A cool site for a wedding. In more ways than one, according to the happy couple. And a possible side effect, say Angie and Brad, is that many of the paparazzi (frozen turnips!) may choose to stay home.

Ever since a Norwegian explorer married his girlfriend at the North Pole -- the recent event was the first of its kind there -- the site has become a place of interest for many folks planning a wedding. In fact, professional wedding planners see lots of potential for future business there.

The pristine whiteness is a perfect background for a wedding celebration. No decorations needed. And there's plenty of ice available for drinks, that's for sure.

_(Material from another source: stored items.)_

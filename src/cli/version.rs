//
//  gitlab-client
//  cli/version.rs
//
//  Created by Ngonidzashe Mangudya on 2026/01/12.
//  Copyright (c) 2025 IAMNGONI. All rights reserved.
//

//! `gl version`

use std::time::Duration;

use anyhow::Result;
use clap::Args;
use serde::Serialize;
use tracing::debug;

use crate::api::with_timeout;
use crate::output::{print_field, TableOutput};

use super::GlobalOptions;

const INSTANCE_TIMEOUT: Duration = Duration::from_secs(5);

#[derive(Args, Debug)]
pub struct VersionCommand {
    /// Skip querying the GitLab instance
    #[arg(long)]
    pub offline: bool,
}

#[derive(Debug, Serialize)]
struct VersionInfo {
    client: &'static str,
    host: Option<String>,
    gitlab: Option<String>,
    revision: Option<String>,
}

impl TableOutput for VersionInfo {
    fn print_table(&self, color: bool) {
        println!("{} version {}", crate::APP_NAME, self.client);
        if let (Some(host), Some(gitlab)) = (&self.host, &self.gitlab) {
            print_field(host, gitlab, color);
        }
    }
}

impl VersionCommand {
    pub async fn run(&self, global: &GlobalOptions) -> Result<()> {
        let mut info = VersionInfo {
            client: crate::VERSION,
            host: None,
            gitlab: None,
            revision: None,
        };

        if !self.offline {
            let host = global.resolve_host()?;
            if host.credential().is_some() {
                let client = super::client_for(&host, global.debug)?;
                match with_timeout(INSTANCE_TIMEOUT, client.instance().version()).await {
                    Ok(version) => {
                        info.host = Some(host.name);
                        info.gitlab = Some(version.version);
                        info.revision = Some(version.revision);
                    }
                    Err(e) => debug!(error = %e, "Instance version unavailable"),
                }
            }
        }

        global.output().write(&info)
    }
}
//
//  gitlab-client
//  api/resources/instance.rs
//
//  Created by Ngonidzashe Mangudya on 2026/01/12.
//  Copyright (c) 2025 IAMNGONI. All rights reserved.
//

//! Instance version and metadata
//!
//! - `GET /version`
//! - `GET /metadata`

use serde::{Deserialize, Serialize};

use crate::api::client::GitlabClient;
use crate::api::common::Result;

#[derive(Debug, Clone, Default, PartialEq, Eq, Serialize, Deserialize)]
#[serde(default)]
pub struct Version {
    pub version: String,
    pub revision: String,
}

#[derive(Debug, Clone, Default, PartialEq, Eq, Serialize, Deserialize)]
#[serde(default)]
pub struct Metadata {
    pub version: String,
    pub revision: String,
    pub kas: KasInfo,
    pub enterprise: bool,
}

/// GitLab agent server details.
#[derive(Debug, Clone, Default, PartialEq, Eq, Serialize, Deserialize)]
#[serde(default)]
pub struct KasInfo {
    pub enabled: bool,
    #[serde(rename = "externalUrl")]
    pub external_url: Option<String>,
    pub version: Option<String>,
}

/// Instance-level queries.
pub struct Instance<'a> {
    client: &'a GitlabClient,
}

impl<'a> Instance<'a> {
    pub(crate) fn new(client: &'a GitlabClient) -> Self {
        Self { client }
    }

    pub async fn version(&self) -> Result<Version> {
        self.client.get("version", &()).await
    }

    pub async fn metadata(&self) -> Result<Metadata> {
        self.client.get("metadata", &()).await
    }
}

The Spoof has discovered some of the exciting details about Brangelina's wedding plans. Rudolph and his team of reindeer will bring the wedding party to the site of the nuptials. No limousine needed. Santa Claus will give the bride away. The six Brangelina kids (accompanied by an assortment of Santa's jolly elves, also serving as baby-sitters) will be the flower girls and boys. Frosty the Snowman, sans the broomstick, will serve as best man if he agrees to several conditions: leaving his corncob pipe at home (Brad and Angie insist that their nuptials be smoke-free); getting his old silk hat cleaned for the occasion; and "staying put" for the entire ceremony, not dancing around or engaging in any thumpetty thump thumps in the ice and snow.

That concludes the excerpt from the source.